Problem to work on:
All of the data is to be restated word for word.

* * *

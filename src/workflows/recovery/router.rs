use std::sync::Arc;

use axum::{
    extract::{Path, State},
    http::StatusCode,
    response::{IntoResponse, Response},
    routing::{get, post, put},
    Router,
};
use serde::{Deserialize, Serialize};
use serde_json::json;

use super::checkin::{CheckinSubmission, RiskTier, TierOutcome};
use super::domain::{AssessmentId, AssessmentSubmission, ClinicianOverride, FormKind, PatientId};
use super::repository::{AlertPublisher, RecoveryRepository, RepositoryError};
use super::service::{RecoveryService, ServiceError};
use crate::workflows::recovery::scoring::ScoringError;

/// Router builder exposing HTTP endpoints for intake, scoring, and check-ins.
pub fn recovery_router<R, A>(service: Arc<RecoveryService<R, A>>) -> Router
where
    R: RecoveryRepository + 'static,
    A: AlertPublisher + 'static,
{
    Router::new()
        .route(
            "/api/v1/recovery/assessments",
            post(submit_handler::<R, A>),
        )
        .route(
            "/api/v1/recovery/assessments/:assessment_id/score",
            get(score_handler::<R, A>),
        )
        .route(
            "/api/v1/recovery/assessments/:assessment_id/override",
            put(override_handler::<R, A>),
        )
        .route("/api/v1/recovery/checkins", post(checkin_handler::<R, A>))
        .route("/api/v1/recovery/rulesets", get(rule_sets_handler::<R, A>))
        .with_state(service)
}

pub(crate) async fn submit_handler<R, A>(
    State(service): State<Arc<RecoveryService<R, A>>>,
    axum::Json(submission): axum::Json<AssessmentSubmission>,
) -> Response
where
    R: RecoveryRepository + 'static,
    A: AlertPublisher + 'static,
{
    match service.submit(submission) {
        Ok(record) => (StatusCode::ACCEPTED, axum::Json(record.receipt())).into_response(),
        Err(err) => error_response(err),
    }
}

pub(crate) async fn score_handler<R, A>(
    State(service): State<Arc<RecoveryService<R, A>>>,
    Path(assessment_id): Path<String>,
) -> Response
where
    R: RecoveryRepository + 'static,
    A: AlertPublisher + 'static,
{
    match service.score(&AssessmentId(assessment_id)) {
        Ok(view) => (StatusCode::OK, axum::Json(view)).into_response(),
        Err(err) => error_response(err),
    }
}

pub(crate) async fn override_handler<R, A>(
    State(service): State<Arc<RecoveryService<R, A>>>,
    Path(assessment_id): Path<String>,
    axum::Json(overrides): axum::Json<ClinicianOverride>,
) -> Response
where
    R: RecoveryRepository + 'static,
    A: AlertPublisher + 'static,
{
    match service.record_override(&AssessmentId(assessment_id), overrides) {
        Ok(()) => StatusCode::NO_CONTENT.into_response(),
        Err(err) => error_response(err),
    }
}

/// Daily check-in request from the patient app.
#[derive(Debug, Clone, Deserialize)]
pub struct CheckinRequest {
    pub patient_id: String,
    pub pain: u8,
    pub stress: u8,
    pub mood: String,
}

pub(crate) async fn checkin_handler<R, A>(
    State(service): State<Arc<RecoveryService<R, A>>>,
    axum::Json(request): axum::Json<CheckinRequest>,
) -> Response
where
    R: RecoveryRepository + 'static,
    A: AlertPublisher + 'static,
{
    let patient_id = PatientId(request.patient_id);
    let submission = CheckinSubmission {
        pain: request.pain,
        stress: request.stress,
        mood: request.mood,
    };

    match service.check_in(patient_id, submission) {
        Ok(outcome) => {
            let response = CheckinResponse::from_outcome(&outcome);
            (StatusCode::OK, axum::Json(response)).into_response()
        }
        Err(err) => error_response(err),
    }
}

pub(crate) async fn rule_sets_handler<R, A>(
    State(service): State<Arc<RecoveryService<R, A>>>,
) -> Response
where
    R: RecoveryRepository + 'static,
    A: AlertPublisher + 'static,
{
    let payload = json!({
        "baseline": service.rule_set(FormKind::Baseline),
        "follow_up": service.rule_set(FormKind::FollowUp),
    });
    (StatusCode::OK, axum::Json(payload)).into_response()
}

/// Patient-facing call-to-action content, keyed by tier.
#[derive(Debug, Clone, Copy, PartialEq, Eq, Serialize)]
pub struct Cta {
    pub label: &'static str,
    pub route: &'static str,
}

/// Check-in response: tier result plus the content the app should surface.
#[derive(Debug, Clone, Serialize)]
pub struct CheckinResponse {
    pub tier: u8,
    pub escalate: bool,
    pub mood: &'static str,
    pub cta: Cta,
    #[serde(skip_serializing_if = "Option::is_none")]
    pub secondary_cta: Option<Cta>,
    #[serde(skip_serializing_if = "Option::is_none")]
    pub coping_cta: Option<Cta>,
    #[serde(skip_serializing_if = "Option::is_none")]
    pub warning: Option<&'static str>,
}

impl CheckinResponse {
    fn from_outcome(outcome: &TierOutcome) -> Self {
        let (cta, secondary_cta, coping_cta) = cta_content(outcome.tier);
        Self {
            tier: outcome.tier.as_u8(),
            escalate: outcome.escalate,
            mood: outcome.mood.label(),
            cta,
            secondary_cta,
            coping_cta,
            warning: (!outcome.mood_recognized)
                .then_some("mood answer was not recognized and was treated as neutral"),
        }
    }
}

/// Static content table; the engine itself only hands back the tier.
fn cta_content(tier: RiskTier) -> (Cta, Option<Cta>, Option<Cta>) {
    let breathing = Cta {
        label: "Try a guided breathing session",
        route: "/app/tools/breathing",
    };
    match tier {
        RiskTier::Tier1 => (
            Cta {
                label: "Keep the momentum going",
                route: "/app/progress",
            },
            None,
            None,
        ),
        RiskTier::Tier2 => (
            Cta {
                label: "Read today's recovery tip",
                route: "/app/library/recovery-tips",
            },
            None,
            None,
        ),
        RiskTier::Tier3 => (breathing, None, None),
        RiskTier::Tier4 => (
            Cta {
                label: "Book a check-in with your clinician",
                route: "/app/appointments/new",
            },
            Some(Cta {
                label: "Message your care team",
                route: "/app/messages/new",
            }),
            Some(breathing),
        ),
    }
}

fn error_response(err: ServiceError) -> Response {
    let status = match &err {
        ServiceError::Validation(_) | ServiceError::Checkin(_) => StatusCode::UNPROCESSABLE_ENTITY,
        ServiceError::Scoring(ScoringError::MissingPriorSnapshot)
        | ServiceError::Scoring(ScoringError::InvalidSnapshot(_)) => {
            StatusCode::UNPROCESSABLE_ENTITY
        }
        ServiceError::Repository(RepositoryError::NotFound) => StatusCode::NOT_FOUND,
        ServiceError::Repository(RepositoryError::Conflict) => StatusCode::CONFLICT,
        ServiceError::Repository(RepositoryError::Unavailable(_)) | ServiceError::Alert(_) => {
            StatusCode::INTERNAL_SERVER_ERROR
        }
    };

    let payload = json!({ "error": err.to_string() });
    (status, axum::Json(payload)).into_response()
}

* * *

Your solution:
filename src/workflows/recovery/router.rs
use std::sync::Arc;

use axum::{
    extract::{Path, State},
    http::StatusCode,
    response::{IntoResponse, Response},
    routing::{get, post, put},
    Router,
};
use serde::{Deserialize, Serialize};
use serde_json::json;

use super::checkin::{CheckinSubmission, RiskTier, TierOutcome};
use super::domain::{AssessmentId, AssessmentSubmission, ClinicianOverride, FormKind, PatientId};
use super::repository::{AlertPublisher, RecoveryRepository, RepositoryError};
use super::service::{RecoveryService, ServiceError};
use crate::workflows::recovery::scoring::ScoringError;

/// Router builder exposing HTTP endpoints for intake, scoring, and check-ins.
pub fn recovery_router<R, A>(service: Arc<RecoveryService<R, A>>) -> Router
where
    R: RecoveryRepository + 'static,
    A: AlertPublisher + 'static,
{
    Router::new()
        .route(
            "/api/v1/recovery/assessments",
            post(submit_handler::<R, A>),
        )
        .route(
            "/api/v1/recovery/assessments/:assessment_id/score",
            get(score_handler::<R, A>),
        )
        .route(
            "/api/v1/recovery/assessments/:assessment_id/override",
            put(override_handler::<R, A>),
        )
        .route("/api/v1/recovery/checkins", post(checkin_handler::<R, A>))
        .route("/api/v1/recovery/rulesets", get(rule_sets_handler::<R, A>))
        .with_state(service)
}

pub(crate) async fn submit_handler<R, A>(
    State(service): State<Arc<RecoveryService<R, A>>>,
    axum::Json(submission): axum::Json<AssessmentSubmission>,
) -> Response
where
    R: RecoveryRepository + 'static,
    A: AlertPublisher + 'static,
{
    match service.submit(submission) {
        Ok(record) => (StatusCode::ACCEPTED, axum::Json(record.receipt())).into_response(),
        Err(err) => error_response(err),
    }
}

pub(crate) async fn score_handler<R, A>(
    State(service): State<Arc<RecoveryService<R, A>>>,
    Path(assessment_id): Path<String>,
) -> Response
where
    R: RecoveryRepository + 'static,
    A: AlertPublisher + 'static,
{
    match service.score(&AssessmentId(assessment_id)) {
        Ok(view) => (StatusCode::OK, axum::Json(view)).into_response(),
        Err(err) => error_response(err),
    }
}

pub(crate) async fn override_handler<R, A>(
    State(service): State<Arc<RecoveryService<R, A>>>,
    Path(assessment_id): Path<String>,
    axum::Json(overrides): axum::Json<ClinicianOverride>,
) -> Response
where
    R: RecoveryRepository + 'static,
    A: AlertPublisher + 'static,
{
    match service.record_override(&AssessmentId(assessment_id), overrides) {
        Ok(()) => StatusCode::NO_CONTENT.into_response(),
        Err(err) => error_response(err),
    }
}

/// Daily check-in request from the patient app.
#[derive(Debug, Clone, Deserialize)]
pub struct CheckinRequest {
    pub patient_id: String,
    pub pain: u8,
    pub stress: u8,
    pub mood: String,
}

pub(crate) async fn checkin_handler<R, A>(
    State(service): State<Arc<RecoveryService<R, A>>>,
    axum::Json(request): axum::Json<CheckinRequest>,
) -> Response
where
    R: RecoveryRepository + 'static,
    A: AlertPublisher + 'static,
{
    let patient_id = PatientId(request.patient_id);
    let submission = CheckinSubmission {
        pain: request.pain,
        stress: request.stress,
        mood: request.mood,
    };

    match service.check_in(patient_id, submission) {
        Ok(outcome) => {
            let response = CheckinResponse::from_outcome(&outcome);
            (StatusCode::OK, axum::Json(response)).into_response()
        }
        Err(err) => error_response(err),
    }
}

pub(crate) async fn rule_sets_handler<R, A>(
    State(service): State<Arc<RecoveryService<R, A>>>,
) -> Response
where
    R: RecoveryRepository + 'static,
    A: AlertPublisher + 'static,
{
    let payload = json!({
        "baseline": service.rule_set(FormKind::Baseline),
        "follow_up": service.rule_set(FormKind::FollowUp),
    });
    (StatusCode::OK, axum::Json(payload)).into_response()
}

/// Patient-facing call-to-action content, keyed by tier.
#[derive(Debug, Clone, Copy, PartialEq, Eq, Serialize)]
pub struct Cta {
    pub label: &'static str,
    pub route: &'static str,
}

/// Check-in response: tier result plus the content the app should surface.
#[derive(Debug, Clone, Serialize)]
pub struct CheckinResponse {
    pub tier: u8,
    pub escalate: bool,
    pub mood: &'static str,
    pub cta: Cta,
    #[serde(skip_serializing_if = "Option::is_none")]
    pub secondary_cta: Option<Cta>,
    #[serde(skip_serializing_if = "Option::is_none")]
    pub coping_cta: Option<Cta>,
    #[serde(skip_serializing_if = "Option::is_none")]
    pub warning: Option<&'static str>,
}

impl CheckinResponse {
    fn from_outcome(outcome: &TierOutcome) -> Self {
        let (cta, secondary_cta, coping_cta) = cta_content(outcome.tier);
        Self {
            tier: outcome.tier.as_u8(),
            escalate: outcome.escalate,
            mood: outcome.mood.label(),
            cta,
            secondary_cta,
            coping_cta,
            warning: (!outcome.mood_recognized)
                .then_some("mood answer was not recognized and was treated as neutral"),
        }
    }
}

/// Static content table; the engine itself only hands back the tier.
fn cta_content(tier: RiskTier) -> (Cta, Option<Cta>, Option<Cta>) {
    let breathing = Cta {
        label: "Try a guided breathing session",
        route: "/app/tools/breathing",
    };
    match tier {
        RiskTier::Tier1 => (
            Cta {
                label: "Keep the momentum going",
                route: "/app/progress",
            },
            None,
            None,
        ),
        RiskTier::Tier2 => (
            Cta {
                label: "Read today's recovery tip",
                route: "/app/library/recovery-tips",
            },
            None,
            None,
        ),
        RiskTier::Tier3 => (breathing, None, None),
        RiskTier::Tier4 => (
            Cta {
                label: "Book a check-in with your clinician",
                route: "/app/appointments/new",
            },
            Some(Cta {
                label: "Message your care team",
                route: "/app/messages/new",
            }),
            Some(breathing),
        ),
    }
}

fn error_response(err: ServiceError) -> Response {
    let status = match &err {
        ServiceError::Validation(_) | ServiceError::Checkin(_) => StatusCode::UNPROCESSABLE_ENTITY,
        ServiceError::Scoring(ScoringError::MissingPriorSnapshot)
        | ServiceError::Scoring(ScoringError::InvalidSnapshot(_)) => {
            StatusCode::UNPROCESSABLE_ENTITY
        }
        ServiceError::Repository(RepositoryError::NotFound) => StatusCode::NOT_FOUND,
        ServiceError::Repository(RepositoryError::Conflict) => StatusCode::CONFLICT,
        ServiceError::Repository(RepositoryError::Unavailable(_)) | ServiceError::Alert(_) => {
            StatusCode::INTERNAL_SERVER_ERROR
        }
    };

    let payload = json!({ "error": err.to_string() });
    (status, axum::Json(payload)).into_response()
}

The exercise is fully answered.